=== TASK TO CARRY OUT ===
Look below for the line containing "pub enum MathError"; from there through the line containing "forecast math operations", both lines included, please set down each line exactly and nothing else.

=== EXTRACTED ENTRIES ===
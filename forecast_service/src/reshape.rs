//! Series reshaping into date-keyed records and post-processing

use crate::category::TimeGranularity;
use crate::data::ForecastSeries;
use crate::restaurant::{PerRestaurant, RestaurantKey};
use serde::ser::{Serialize, SerializeMap, Serializer};
use service_math::post_process;
use std::collections::HashMap;

/// Value reported by one restaurant for one timestamp
#[derive(Debug, Clone, PartialEq)]
pub enum RecordValue {
    /// Single-component series (receipts, occupancy)
    Scalar(f64),
    /// Multi-component series, keyed by component name (biowaste, meal mix)
    Group(Vec<(String, f64)>),
}

impl RecordValue {
    pub fn as_scalar(&self) -> Option<f64> {
        match self {
            RecordValue::Scalar(value) => Some(*value),
            RecordValue::Group(_) => None,
        }
    }

    /// Look up a component of a group value
    pub fn field(&self, name: &str) -> Option<f64> {
        match self {
            RecordValue::Scalar(_) => None,
            RecordValue::Group(fields) => fields
                .iter()
                .find(|(field, _)| field == name)
                .map(|(_, value)| *value),
        }
    }

    fn map_leaves(self, f: impl Fn(f64) -> f64) -> Self {
        match self {
            RecordValue::Scalar(value) => RecordValue::Scalar(f(value)),
            RecordValue::Group(fields) => RecordValue::Group(
                fields
                    .into_iter()
                    .map(|(name, value)| (name, f(value)))
                    .collect(),
            ),
        }
    }
}

impl Serialize for RecordValue {
    fn serialize<S: Serializer>(&self, serializer: S) -> Result<S::Ok, S::Error> {
        match self {
            RecordValue::Scalar(value) => serializer.serialize_f64(*value),
            RecordValue::Group(fields) => {
                let mut map = serializer.serialize_map(Some(fields.len()))?;
                for (name, value) in fields {
                    map.serialize_entry(name, value)?;
                }
                map.end()
            }
        }
    }
}

/// All restaurants' values for one timestamp.
///
/// Serializes flat, e.g. `{"date": "2024-05-09", "Chemicum": {...}, ...}`.
#[derive(Debug, Clone, PartialEq)]
pub struct DateKeyedRecord {
    /// `"date"` or `"datetime"`
    key_field: &'static str,
    timestamp: String,
    /// Restaurants in order of first report
    entries: Vec<(RestaurantKey, RecordValue)>,
}

impl DateKeyedRecord {
    pub fn new(key_field: &'static str, timestamp: impl Into<String>) -> Self {
        Self {
            key_field,
            timestamp: timestamp.into(),
            entries: Vec::new(),
        }
    }

    pub fn key_field(&self) -> &'static str {
        self.key_field
    }

    pub fn timestamp(&self) -> &str {
        &self.timestamp
    }

    pub fn entries(&self) -> &[(RestaurantKey, RecordValue)] {
        &self.entries
    }

    pub fn get(&self, restaurant: RestaurantKey) -> Option<&RecordValue> {
        self.entries
            .iter()
            .find(|(key, _)| *key == restaurant)
            .map(|(_, value)| value)
    }

    /// Insert a restaurant's value, replacing an earlier one for the same key
    pub fn merge(&mut self, restaurant: RestaurantKey, value: RecordValue) {
        match self.entries.iter_mut().find(|(key, _)| *key == restaurant) {
            Some(entry) => entry.1 = value,
            None => self.entries.push((restaurant, value)),
        }
    }

    /// Apply [`post_process`] to every leaf value
    pub fn post_processed(self) -> Self {
        Self {
            entries: self
                .entries
                .into_iter()
                .map(|(key, value)| (key, value.map_leaves(post_process)))
                .collect(),
            ..self
        }
    }
}

impl Serialize for DateKeyedRecord {
    fn serialize<S: Serializer>(&self, serializer: S) -> Result<S::Ok, S::Error> {
        let mut map = serializer.serialize_map(Some(self.entries.len() + 1))?;
        map.serialize_entry(self.key_field, &self.timestamp)?;
        for (restaurant, value) in &self.entries {
            map.serialize_entry(restaurant.name(), value)?;
        }
        map.end()
    }
}

/// Merge per-restaurant series into one record per formatted timestamp.
///
/// Restaurants are visited in declared order and samples in time order.
/// Records appear in order of first appearance; a timestamp reported by
/// only some restaurants yields a record holding only those restaurants.
pub fn reshape(
    granularity: TimeGranularity,
    series: &PerRestaurant<ForecastSeries>,
) -> Vec<DateKeyedRecord> {
    let format = granularity.timestamp_format();
    let mut records: Vec<DateKeyedRecord> = Vec::new();
    let mut index: HashMap<String, usize> = HashMap::new();

    for (restaurant, restaurant_series) in series.iter() {
        let components = restaurant_series.components();

        for sample in restaurant_series.samples() {
            let key = sample.timestamp.format(format).to_string();
            let position = *index.entry(key.clone()).or_insert_with(|| {
                records.push(DateKeyedRecord::new(granularity.record_key(), key));
                records.len() - 1
            });

            let value = if components.len() == 1 {
                RecordValue::Scalar(sample.values[0])
            } else {
                RecordValue::Group(
                    components
                        .iter()
                        .cloned()
                        .zip(sample.values.iter().copied())
                        .collect(),
                )
            };
            records[position].merge(restaurant, value);
        }
    }

    records
}

/// Post-process every record
pub fn post_process_records(records: Vec<DateKeyedRecord>) -> Vec<DateKeyedRecord> {
    records
        .into_iter()
        .map(DateKeyedRecord::post_processed)
        .collect()
}
//! Metric categories, their time granularity and step spacing

use crate::error::{ForecastError, Result};
use chrono::{Duration, NaiveDateTime};
use serde::{Deserialize, Serialize};
use std::fmt;
use std::str::FromStr;

/// Kind of forecast served by the registry
#[derive(Debug, Clone, Copy, PartialEq, Eq, Hash, Serialize, Deserialize)]
#[serde(rename_all = "snake_case")]
pub enum MetricCategory {
    /// Receipts per hour slot
    Receipt,
    /// Customers entering per hour slot
    Occupancy,
    /// Daily biowaste split by area
    Biowaste,
    /// Daily count of sold meals per category
    MealMix,
    /// Waste regressed from a meal composition
    MealToWaste,
    /// CO2 regressed from a meal composition
    MealToCo2,
}

/// Whether a category is served by a time-series or a regression model
#[derive(Debug, Clone, Copy, PartialEq, Eq)]
pub enum ModelShape {
    TimeSeries,
    Regression,
}

/// Time granularity of a time-series category
#[derive(Debug, Clone, Copy, PartialEq, Eq)]
pub enum TimeGranularity {
    /// Nine hourly steps per requested day.
    ///
    /// Steps are spaced a fixed hour apart and run through the night, so
    /// `n` requested days span `9 * n` hours of clock time (5 days end
    /// about two calendar days after the model start). A "day" here counts
    /// nine opening-hour slots, not a calendar day.
    SubDaily,
    /// One sample per calendar day
    Daily,
}

impl Default for TimeGranularity {
    fn default() -> Self {
        TimeGranularity::Daily
    }
}

impl TimeGranularity {
    /// Model steps per requested day
    pub fn samples_per_day(&self) -> usize {
        match self {
            TimeGranularity::SubDaily => 9,
            TimeGranularity::Daily => 1,
        }
    }

    /// Spacing between consecutive forecast steps
    pub fn frequency(&self) -> Frequency {
        match self {
            TimeGranularity::SubDaily => Frequency::Hourly,
            TimeGranularity::Daily => Frequency::Daily,
        }
    }

    /// Name of the timestamp field in reshaped records
    pub fn record_key(&self) -> &'static str {
        match self {
            TimeGranularity::SubDaily => "datetime",
            TimeGranularity::Daily => "date",
        }
    }

    /// `strftime` pattern used for record keys
    pub fn timestamp_format(&self) -> &'static str {
        match self {
            TimeGranularity::SubDaily => "%Y-%m-%d %H:%M:%S",
            TimeGranularity::Daily => "%Y-%m-%d",
        }
    }
}

impl MetricCategory {
    /// Categories answered by the horizon forecaster
    pub const SERIES: [MetricCategory; 4] = [
        MetricCategory::Receipt,
        MetricCategory::Occupancy,
        MetricCategory::Biowaste,
        MetricCategory::MealMix,
    ];

    pub fn shape(&self) -> ModelShape {
        match self {
            MetricCategory::MealToWaste | MetricCategory::MealToCo2 => ModelShape::Regression,
            _ => ModelShape::TimeSeries,
        }
    }

    /// Granularity of time-series categories; `None` for regressions
    pub fn time_granularity(&self) -> Option<TimeGranularity> {
        match self {
            MetricCategory::Receipt | MetricCategory::Occupancy => Some(TimeGranularity::SubDaily),
            MetricCategory::Biowaste | MetricCategory::MealMix => Some(TimeGranularity::Daily),
            MetricCategory::MealToWaste | MetricCategory::MealToCo2 => None,
        }
    }

    pub fn as_str(&self) -> &'static str {
        match self {
            MetricCategory::Receipt => "receipt",
            MetricCategory::Occupancy => "occupancy",
            MetricCategory::Biowaste => "biowaste",
            MetricCategory::MealMix => "meal",
            MetricCategory::MealToWaste => "meal_to_waste",
            MetricCategory::MealToCo2 => "meal_to_co2",
        }
    }
}

impl fmt::Display for MetricCategory {
    fn fmt(&self, f: &mut fmt::Formatter<'_>) -> fmt::Result {
        f.write_str(self.as_str())
    }
}

impl FromStr for MetricCategory {
    type Err = ForecastError;

    fn from_str(s: &str) -> Result<Self> {
        match s.trim().to_ascii_lowercase().as_str() {
            "receipt" | "receipts" => Ok(MetricCategory::Receipt),
            "occupancy" => Ok(MetricCategory::Occupancy),
            "biowaste" => Ok(MetricCategory::Biowaste),
            "meal" | "meals" | "meal_mix" => Ok(MetricCategory::MealMix),
            "meal_to_waste" => Ok(MetricCategory::MealToWaste),
            "meal_to_co2" => Ok(MetricCategory::MealToCo2),
            other => Err(ForecastError::InvalidParameter(format!(
                "Unknown metric category: {}",
                other
            ))),
        }
    }
}

/// Spacing of a model's time index
#[derive(Debug, Clone, Copy, PartialEq, Eq, Serialize, Deserialize)]
#[serde(rename_all = "snake_case")]
pub enum Frequency {
    Hourly,
    Daily,
    /// Monday to Friday, skipping weekends
    BusinessDaily,
}

impl Frequency {
    /// Timestamp of the step following `timestamp`
    pub fn advance(&self, timestamp: NaiveDateTime) -> Option<NaiveDateTime> {
        match self {
            Frequency::Hourly => timestamp.checked_add_signed(Duration::hours(1)),
            Frequency::Daily => timestamp.checked_add_signed(Duration::days(1)),
            Frequency::BusinessDaily => {
                let date = service_math::next_business_day(timestamp.date())?;
                Some(date.and_time(timestamp.time()))
            }
        }
    }
}
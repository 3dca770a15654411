//! Differencing and autoregressive recursion for ARIMA-style forecasts

use crate::{MathError, Result};

/// First differences of a series (`x[t] - x[t-1]`)
pub fn first_difference(values: &[f64]) -> Vec<f64> {
    values.windows(2).map(|w| w[1] - w[0]).collect()
}

/// Apply first differencing `order` times
pub fn difference(values: &[f64], order: usize) -> Result<Vec<f64>> {
    if values.len() <= order {
        return Err(MathError::InsufficientData(format!(
            "Differencing of order {} needs more than {} observations, got {}",
            order,
            order,
            values.len()
        )));
    }

    let mut series = values.to_vec();
    for _ in 0..order {
        series = first_difference(&series);
    }
    Ok(series)
}

/// Undo `order` rounds of differencing on forecasted values.
///
/// `history` is the undifferenced series the forecasts continue from.
pub fn integrate(history: &[f64], order: usize, forecasts: &[f64]) -> Result<Vec<f64>> {
    if history.len() <= order {
        return Err(MathError::InsufficientData(format!(
            "Integration of order {} needs more than {} observations, got {}",
            order,
            order,
            history.len()
        )));
    }

    // lasts[k] holds the latest value of the k-th differenced series
    let mut lasts = Vec::with_capacity(order);
    let mut series = history.to_vec();
    for _ in 0..order {
        if let Some(&last) = series.last() {
            lasts.push(last);
        }
        series = first_difference(&series);
    }

    let mut levels = Vec::with_capacity(forecasts.len());
    for &forecast in forecasts {
        let mut value = forecast;
        for k in (0..order).rev() {
            value += lasts[k];
            lasts[k] = value;
        }
        levels.push(value);
    }

    Ok(levels)
}

/// Roll an AR(p) recursion forward `horizon` steps.
///
/// Each step is `intercept + sum(coefficients[i] * y[t-1-i])`, feeding its own
/// output back as history.
pub fn autoregressive_recursion(
    history: &[f64],
    intercept: f64,
    coefficients: &[f64],
    horizon: usize,
) -> Result<Vec<f64>> {
    let p = coefficients.len();
    if history.len() < p {
        return Err(MathError::InsufficientData(format!(
            "AR({}) needs at least {} observations, got {}",
            p,
            p,
            history.len()
        )));
    }

    let mut window = history[history.len() - p..].to_vec();
    let mut forecasts = Vec::with_capacity(horizon);

    for _ in 0..horizon {
        let mut forecast = intercept;
        for (i, coefficient) in coefficients.iter().enumerate() {
            forecast += coefficient * window[window.len() - 1 - i];
        }

        if !forecast.is_finite() {
            return Err(MathError::CalculationError(
                "Autoregressive recursion diverged to a non-finite value".to_string(),
            ));
        }

        window.push(forecast);
        forecasts.push(forecast);
    }

    Ok(forecasts)
}
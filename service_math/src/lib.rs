//! # Service Math
//!
//! Numeric and calendar helpers shared by the forecast orchestration crates.
//! This crate provides the clamp-and-round post-processing rule, business-day
//! arithmetic and the differencing routines used by autoregressive models.

use thiserror::Error;

pub mod calendar;
pub mod differencing;
pub mod rounding;

pub use calendar::{business_days_inclusive, is_weekend, next_business_day};
pub use rounding::{post_process, round_to};

/// Errors that can occur in forecast-related calculations
#[derive(Error, Debug)]
pub enum MathError {
    #[error("Insufficient data for calculation: {0}")]
    InsufficientData(String),

    #[error("Invalid input: {0}")]
    InvalidInput(String),

    #[error("Calculation error: {0}")]
    CalculationError(String),
}

/// Result type for forecast math operations
pub type Result<T> = std::result::Result<T, MathError>;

=== SOLUTION FOR THIS TASK ===
pub enum MathError {
    #[error("Insufficient data for calculation: {0}")]
    InsufficientData(String),

    #[error("Invalid input: {0}")]
    InvalidInput(String),

    #[error("Calculation error: {0}")]
    CalculationError(String),
}

/// Result type for forecast math operations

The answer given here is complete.